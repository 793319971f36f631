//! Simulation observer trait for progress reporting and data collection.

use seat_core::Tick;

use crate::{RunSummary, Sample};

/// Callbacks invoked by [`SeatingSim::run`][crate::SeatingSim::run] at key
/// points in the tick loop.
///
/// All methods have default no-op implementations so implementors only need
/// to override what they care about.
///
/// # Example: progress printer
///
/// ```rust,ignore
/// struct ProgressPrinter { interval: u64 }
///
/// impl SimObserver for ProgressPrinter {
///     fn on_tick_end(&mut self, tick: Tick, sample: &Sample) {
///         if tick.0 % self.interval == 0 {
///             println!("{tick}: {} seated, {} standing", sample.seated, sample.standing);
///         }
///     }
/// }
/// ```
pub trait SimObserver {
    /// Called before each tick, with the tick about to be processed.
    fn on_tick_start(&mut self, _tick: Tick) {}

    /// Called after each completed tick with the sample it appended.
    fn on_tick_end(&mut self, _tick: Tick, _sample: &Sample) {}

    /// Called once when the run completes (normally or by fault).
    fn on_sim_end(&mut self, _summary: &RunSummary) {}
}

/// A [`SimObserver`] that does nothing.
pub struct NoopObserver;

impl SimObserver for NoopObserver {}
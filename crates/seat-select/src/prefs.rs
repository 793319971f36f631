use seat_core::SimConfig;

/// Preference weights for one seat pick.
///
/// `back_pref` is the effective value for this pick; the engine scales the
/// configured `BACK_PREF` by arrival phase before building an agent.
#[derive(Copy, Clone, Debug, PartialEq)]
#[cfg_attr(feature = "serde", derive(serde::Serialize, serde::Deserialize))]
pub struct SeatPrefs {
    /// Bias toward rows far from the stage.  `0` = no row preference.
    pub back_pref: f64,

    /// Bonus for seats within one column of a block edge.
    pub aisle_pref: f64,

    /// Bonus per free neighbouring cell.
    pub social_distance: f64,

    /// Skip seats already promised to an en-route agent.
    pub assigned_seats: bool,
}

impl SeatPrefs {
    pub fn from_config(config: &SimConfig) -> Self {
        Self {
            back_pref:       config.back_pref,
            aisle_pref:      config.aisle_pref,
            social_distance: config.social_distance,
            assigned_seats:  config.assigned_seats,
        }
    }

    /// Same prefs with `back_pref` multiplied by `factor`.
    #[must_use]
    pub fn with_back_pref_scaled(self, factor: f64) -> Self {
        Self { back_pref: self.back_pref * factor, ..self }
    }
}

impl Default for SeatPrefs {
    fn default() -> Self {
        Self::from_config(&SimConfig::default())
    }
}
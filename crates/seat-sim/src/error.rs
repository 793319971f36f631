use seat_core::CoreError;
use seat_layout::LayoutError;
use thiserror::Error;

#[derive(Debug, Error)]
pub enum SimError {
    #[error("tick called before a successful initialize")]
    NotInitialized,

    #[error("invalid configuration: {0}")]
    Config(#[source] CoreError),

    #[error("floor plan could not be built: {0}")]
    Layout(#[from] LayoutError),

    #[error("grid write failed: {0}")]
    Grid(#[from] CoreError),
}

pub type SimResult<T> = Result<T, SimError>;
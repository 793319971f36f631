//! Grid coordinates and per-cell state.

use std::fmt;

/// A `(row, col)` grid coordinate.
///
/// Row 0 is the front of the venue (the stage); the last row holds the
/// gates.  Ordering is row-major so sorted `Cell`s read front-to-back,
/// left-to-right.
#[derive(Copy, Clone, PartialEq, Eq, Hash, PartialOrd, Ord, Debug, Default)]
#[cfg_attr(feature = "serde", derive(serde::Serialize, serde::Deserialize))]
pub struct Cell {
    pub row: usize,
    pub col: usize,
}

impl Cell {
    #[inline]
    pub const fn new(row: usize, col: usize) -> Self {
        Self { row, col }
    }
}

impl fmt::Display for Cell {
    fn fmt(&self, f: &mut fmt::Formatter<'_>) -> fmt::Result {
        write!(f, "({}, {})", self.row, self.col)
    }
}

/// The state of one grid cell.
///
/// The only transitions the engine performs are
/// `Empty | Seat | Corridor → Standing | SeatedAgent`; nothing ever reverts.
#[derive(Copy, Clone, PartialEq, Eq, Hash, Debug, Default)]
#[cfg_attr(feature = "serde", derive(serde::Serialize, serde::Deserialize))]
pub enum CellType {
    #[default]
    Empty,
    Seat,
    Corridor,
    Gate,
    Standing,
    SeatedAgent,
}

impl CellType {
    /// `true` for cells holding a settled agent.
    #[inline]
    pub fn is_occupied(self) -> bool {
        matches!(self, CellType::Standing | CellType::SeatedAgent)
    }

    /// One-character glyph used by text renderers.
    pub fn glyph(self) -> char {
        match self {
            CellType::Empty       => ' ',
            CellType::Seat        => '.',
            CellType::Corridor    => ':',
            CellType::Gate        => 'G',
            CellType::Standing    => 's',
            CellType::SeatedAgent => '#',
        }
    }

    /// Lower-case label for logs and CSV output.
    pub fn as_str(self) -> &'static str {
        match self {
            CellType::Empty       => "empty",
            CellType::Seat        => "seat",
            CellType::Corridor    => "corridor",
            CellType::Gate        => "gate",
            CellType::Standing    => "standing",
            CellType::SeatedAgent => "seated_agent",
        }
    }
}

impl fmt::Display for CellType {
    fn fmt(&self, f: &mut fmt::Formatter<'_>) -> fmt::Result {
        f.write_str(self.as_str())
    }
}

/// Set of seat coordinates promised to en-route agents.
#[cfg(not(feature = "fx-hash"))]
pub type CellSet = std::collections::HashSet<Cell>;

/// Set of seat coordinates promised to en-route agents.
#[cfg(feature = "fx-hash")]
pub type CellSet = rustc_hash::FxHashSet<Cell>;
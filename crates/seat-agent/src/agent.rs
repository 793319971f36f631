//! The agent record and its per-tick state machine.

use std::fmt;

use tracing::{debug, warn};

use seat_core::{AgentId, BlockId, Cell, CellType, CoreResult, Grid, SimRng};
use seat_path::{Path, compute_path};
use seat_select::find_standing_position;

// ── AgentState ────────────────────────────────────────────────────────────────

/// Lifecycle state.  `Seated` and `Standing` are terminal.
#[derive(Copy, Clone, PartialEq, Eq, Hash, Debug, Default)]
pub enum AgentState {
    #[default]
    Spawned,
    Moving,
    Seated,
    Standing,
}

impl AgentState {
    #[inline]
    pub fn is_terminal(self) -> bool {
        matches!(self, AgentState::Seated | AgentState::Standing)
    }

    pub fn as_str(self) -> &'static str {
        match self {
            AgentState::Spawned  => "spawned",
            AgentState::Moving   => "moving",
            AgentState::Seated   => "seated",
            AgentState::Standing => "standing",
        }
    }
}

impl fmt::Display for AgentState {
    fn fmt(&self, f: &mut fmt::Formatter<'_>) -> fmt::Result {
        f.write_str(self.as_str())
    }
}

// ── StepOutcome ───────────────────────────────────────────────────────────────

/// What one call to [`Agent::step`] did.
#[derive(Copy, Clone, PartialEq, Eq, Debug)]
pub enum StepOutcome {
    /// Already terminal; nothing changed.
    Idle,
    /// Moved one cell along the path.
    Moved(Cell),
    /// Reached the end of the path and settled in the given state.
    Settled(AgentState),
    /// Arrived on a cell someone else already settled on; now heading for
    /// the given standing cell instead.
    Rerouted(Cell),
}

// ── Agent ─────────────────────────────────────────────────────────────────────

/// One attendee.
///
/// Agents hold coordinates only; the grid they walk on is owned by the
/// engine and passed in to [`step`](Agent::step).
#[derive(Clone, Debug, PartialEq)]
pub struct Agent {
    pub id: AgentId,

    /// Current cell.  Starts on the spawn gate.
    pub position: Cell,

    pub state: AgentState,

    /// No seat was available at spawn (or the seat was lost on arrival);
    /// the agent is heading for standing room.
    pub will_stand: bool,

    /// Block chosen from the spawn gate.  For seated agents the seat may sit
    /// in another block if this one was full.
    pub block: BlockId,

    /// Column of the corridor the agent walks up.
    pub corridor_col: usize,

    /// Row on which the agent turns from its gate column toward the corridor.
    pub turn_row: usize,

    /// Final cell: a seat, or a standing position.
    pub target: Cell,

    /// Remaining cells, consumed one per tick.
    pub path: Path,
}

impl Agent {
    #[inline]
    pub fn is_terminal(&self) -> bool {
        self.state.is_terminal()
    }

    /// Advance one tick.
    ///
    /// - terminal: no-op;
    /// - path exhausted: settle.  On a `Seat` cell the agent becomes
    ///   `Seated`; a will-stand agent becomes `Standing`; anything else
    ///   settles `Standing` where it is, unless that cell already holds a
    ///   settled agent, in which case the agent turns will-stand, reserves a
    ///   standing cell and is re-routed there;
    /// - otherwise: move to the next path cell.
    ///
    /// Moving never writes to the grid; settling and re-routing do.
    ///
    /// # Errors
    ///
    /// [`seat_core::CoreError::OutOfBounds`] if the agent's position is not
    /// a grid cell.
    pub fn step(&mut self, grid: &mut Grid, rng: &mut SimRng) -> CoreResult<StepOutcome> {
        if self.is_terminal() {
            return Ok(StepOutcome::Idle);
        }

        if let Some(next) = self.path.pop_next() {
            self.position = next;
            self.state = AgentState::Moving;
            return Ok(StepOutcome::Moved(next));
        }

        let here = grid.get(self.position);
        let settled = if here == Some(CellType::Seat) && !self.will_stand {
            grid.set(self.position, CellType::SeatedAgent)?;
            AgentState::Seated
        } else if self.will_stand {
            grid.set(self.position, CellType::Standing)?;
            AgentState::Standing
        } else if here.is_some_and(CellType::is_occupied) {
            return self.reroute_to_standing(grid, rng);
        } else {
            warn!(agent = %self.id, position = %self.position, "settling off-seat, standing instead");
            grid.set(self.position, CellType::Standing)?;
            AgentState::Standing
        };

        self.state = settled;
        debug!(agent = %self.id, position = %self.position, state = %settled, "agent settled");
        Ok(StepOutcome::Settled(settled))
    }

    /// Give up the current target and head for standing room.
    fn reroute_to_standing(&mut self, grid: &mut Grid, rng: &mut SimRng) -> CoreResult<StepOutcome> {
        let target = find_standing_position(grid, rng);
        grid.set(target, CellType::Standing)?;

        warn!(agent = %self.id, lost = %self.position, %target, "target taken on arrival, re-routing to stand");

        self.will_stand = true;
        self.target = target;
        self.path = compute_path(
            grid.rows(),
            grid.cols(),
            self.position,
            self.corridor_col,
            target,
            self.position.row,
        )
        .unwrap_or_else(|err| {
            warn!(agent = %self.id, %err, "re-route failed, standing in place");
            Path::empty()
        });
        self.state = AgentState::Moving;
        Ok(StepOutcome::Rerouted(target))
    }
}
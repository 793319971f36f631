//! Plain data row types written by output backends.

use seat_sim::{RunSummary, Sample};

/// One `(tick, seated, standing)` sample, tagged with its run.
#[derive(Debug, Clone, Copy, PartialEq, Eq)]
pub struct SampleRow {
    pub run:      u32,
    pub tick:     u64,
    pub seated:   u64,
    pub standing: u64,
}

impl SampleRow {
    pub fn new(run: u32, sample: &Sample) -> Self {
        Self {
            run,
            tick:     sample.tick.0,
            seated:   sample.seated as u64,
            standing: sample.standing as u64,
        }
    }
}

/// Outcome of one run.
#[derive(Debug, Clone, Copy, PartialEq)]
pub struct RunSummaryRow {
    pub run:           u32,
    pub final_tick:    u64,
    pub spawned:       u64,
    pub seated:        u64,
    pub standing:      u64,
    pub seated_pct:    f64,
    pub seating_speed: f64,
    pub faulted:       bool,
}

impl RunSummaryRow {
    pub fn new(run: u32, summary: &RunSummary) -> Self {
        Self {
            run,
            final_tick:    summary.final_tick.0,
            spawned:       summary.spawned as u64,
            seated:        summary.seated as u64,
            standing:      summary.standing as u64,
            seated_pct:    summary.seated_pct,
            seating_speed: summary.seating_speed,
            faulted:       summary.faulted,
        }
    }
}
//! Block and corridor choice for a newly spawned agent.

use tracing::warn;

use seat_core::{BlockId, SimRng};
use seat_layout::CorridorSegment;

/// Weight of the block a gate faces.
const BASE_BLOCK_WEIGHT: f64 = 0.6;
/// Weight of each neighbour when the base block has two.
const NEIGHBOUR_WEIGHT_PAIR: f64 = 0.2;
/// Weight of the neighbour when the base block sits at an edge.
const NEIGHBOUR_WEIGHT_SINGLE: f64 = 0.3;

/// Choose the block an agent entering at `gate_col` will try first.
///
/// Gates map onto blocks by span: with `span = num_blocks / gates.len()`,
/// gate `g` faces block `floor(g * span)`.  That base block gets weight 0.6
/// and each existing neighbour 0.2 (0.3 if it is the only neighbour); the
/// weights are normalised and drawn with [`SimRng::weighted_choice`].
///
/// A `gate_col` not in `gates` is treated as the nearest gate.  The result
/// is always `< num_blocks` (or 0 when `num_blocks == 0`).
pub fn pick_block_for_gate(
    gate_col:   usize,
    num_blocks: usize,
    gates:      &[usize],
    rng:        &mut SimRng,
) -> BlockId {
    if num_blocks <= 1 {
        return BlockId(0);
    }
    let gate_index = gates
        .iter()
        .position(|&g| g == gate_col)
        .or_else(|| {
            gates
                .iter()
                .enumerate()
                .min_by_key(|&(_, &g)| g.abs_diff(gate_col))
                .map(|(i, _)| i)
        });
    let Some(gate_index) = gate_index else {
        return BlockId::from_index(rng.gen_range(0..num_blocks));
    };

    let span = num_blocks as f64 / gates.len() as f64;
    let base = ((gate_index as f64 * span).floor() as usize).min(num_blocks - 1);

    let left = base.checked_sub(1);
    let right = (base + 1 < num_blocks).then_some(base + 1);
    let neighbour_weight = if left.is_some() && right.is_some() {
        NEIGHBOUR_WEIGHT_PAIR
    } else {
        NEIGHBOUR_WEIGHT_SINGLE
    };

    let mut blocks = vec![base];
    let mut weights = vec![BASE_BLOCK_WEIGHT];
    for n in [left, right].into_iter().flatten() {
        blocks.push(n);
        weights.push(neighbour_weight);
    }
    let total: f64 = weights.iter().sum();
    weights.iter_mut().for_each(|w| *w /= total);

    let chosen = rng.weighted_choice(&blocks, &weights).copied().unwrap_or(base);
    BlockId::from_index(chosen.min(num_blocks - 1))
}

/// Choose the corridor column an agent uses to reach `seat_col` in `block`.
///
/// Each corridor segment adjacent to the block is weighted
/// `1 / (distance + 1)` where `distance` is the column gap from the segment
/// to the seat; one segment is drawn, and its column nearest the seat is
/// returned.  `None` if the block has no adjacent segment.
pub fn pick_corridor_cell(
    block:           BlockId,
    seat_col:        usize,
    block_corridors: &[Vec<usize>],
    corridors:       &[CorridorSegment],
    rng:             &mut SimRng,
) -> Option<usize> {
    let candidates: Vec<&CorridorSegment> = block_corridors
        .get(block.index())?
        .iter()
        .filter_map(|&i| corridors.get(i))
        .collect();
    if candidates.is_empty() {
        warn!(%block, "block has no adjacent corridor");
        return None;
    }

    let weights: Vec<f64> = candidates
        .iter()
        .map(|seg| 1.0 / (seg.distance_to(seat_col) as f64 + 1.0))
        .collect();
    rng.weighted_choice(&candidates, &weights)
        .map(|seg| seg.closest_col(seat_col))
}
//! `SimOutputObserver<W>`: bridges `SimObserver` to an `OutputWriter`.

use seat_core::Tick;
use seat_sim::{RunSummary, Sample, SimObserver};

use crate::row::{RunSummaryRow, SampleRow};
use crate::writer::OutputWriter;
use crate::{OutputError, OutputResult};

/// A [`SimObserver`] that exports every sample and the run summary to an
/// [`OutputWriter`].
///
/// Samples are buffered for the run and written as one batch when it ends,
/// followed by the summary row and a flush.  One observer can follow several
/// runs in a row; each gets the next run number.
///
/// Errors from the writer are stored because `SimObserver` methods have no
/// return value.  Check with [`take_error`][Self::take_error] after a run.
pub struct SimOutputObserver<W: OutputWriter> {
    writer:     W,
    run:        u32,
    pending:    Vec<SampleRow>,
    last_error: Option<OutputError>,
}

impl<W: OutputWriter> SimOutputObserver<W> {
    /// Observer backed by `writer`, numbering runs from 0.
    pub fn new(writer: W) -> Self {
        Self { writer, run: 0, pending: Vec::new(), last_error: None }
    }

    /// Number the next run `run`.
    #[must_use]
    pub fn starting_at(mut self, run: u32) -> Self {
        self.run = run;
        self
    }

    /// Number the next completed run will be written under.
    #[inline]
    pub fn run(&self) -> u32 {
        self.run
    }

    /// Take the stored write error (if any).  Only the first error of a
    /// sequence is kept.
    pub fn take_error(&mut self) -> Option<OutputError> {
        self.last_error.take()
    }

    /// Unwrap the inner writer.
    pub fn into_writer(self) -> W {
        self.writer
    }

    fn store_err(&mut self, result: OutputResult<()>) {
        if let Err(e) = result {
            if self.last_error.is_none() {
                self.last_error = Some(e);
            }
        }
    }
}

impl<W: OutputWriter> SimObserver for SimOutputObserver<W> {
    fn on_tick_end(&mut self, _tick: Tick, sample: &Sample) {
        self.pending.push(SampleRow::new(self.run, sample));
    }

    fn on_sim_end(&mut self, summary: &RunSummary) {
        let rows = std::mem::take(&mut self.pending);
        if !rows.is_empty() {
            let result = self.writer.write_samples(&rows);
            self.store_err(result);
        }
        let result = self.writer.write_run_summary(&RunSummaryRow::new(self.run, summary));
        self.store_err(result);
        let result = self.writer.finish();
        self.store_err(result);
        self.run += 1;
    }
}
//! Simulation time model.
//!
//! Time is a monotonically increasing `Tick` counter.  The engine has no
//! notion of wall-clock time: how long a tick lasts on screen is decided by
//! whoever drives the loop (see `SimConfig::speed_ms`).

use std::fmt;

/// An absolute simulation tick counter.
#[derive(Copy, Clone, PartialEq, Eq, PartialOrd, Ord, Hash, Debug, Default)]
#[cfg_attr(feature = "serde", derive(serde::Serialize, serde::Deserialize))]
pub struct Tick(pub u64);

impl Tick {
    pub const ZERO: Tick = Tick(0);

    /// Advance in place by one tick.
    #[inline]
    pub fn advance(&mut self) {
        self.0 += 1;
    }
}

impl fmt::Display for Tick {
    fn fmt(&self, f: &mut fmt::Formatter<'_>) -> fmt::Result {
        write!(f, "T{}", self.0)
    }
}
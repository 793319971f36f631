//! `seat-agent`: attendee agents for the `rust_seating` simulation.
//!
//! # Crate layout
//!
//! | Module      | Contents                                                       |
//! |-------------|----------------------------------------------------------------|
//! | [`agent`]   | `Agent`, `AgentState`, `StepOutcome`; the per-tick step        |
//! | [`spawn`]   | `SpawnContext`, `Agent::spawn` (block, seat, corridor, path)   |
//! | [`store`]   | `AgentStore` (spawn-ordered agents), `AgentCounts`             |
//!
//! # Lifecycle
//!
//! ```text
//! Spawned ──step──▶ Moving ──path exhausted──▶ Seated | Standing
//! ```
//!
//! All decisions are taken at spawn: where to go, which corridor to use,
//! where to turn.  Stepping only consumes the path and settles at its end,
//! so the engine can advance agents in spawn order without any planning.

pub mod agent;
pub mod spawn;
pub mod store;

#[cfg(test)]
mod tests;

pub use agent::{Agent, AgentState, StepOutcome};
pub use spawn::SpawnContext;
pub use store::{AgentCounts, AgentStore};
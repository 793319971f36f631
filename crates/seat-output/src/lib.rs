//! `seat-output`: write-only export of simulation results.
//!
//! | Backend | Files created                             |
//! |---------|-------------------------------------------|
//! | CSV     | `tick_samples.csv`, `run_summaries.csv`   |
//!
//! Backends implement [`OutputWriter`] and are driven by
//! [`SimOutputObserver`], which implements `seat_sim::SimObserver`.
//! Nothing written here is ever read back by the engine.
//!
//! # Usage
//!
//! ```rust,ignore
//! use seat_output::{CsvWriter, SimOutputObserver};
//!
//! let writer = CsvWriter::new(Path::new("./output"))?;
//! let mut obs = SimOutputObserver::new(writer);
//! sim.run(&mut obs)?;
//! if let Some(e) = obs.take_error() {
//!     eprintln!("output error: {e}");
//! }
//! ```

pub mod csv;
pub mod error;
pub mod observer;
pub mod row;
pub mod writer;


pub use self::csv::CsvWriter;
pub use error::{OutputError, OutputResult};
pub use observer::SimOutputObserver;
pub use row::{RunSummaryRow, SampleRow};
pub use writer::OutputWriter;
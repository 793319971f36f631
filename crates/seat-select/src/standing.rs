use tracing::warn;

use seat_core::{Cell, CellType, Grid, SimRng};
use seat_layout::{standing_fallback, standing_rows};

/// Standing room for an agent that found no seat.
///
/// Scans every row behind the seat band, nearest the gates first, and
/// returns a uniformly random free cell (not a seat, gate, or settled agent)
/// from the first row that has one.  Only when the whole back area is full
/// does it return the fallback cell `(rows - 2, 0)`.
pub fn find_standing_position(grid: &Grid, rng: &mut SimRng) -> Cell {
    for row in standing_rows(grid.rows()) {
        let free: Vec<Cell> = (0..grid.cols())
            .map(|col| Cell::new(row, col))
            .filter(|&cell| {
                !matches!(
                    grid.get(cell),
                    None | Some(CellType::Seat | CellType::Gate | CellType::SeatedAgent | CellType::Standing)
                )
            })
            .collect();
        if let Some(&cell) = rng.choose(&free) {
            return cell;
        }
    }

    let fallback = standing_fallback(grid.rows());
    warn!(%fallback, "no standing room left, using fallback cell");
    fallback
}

☆ ☆ ☆

### ACTIVITY
Count every line in the entries above where the word "exhausted" appears; respond with the number alone.

### ANSWER TO THE PROBLEM
2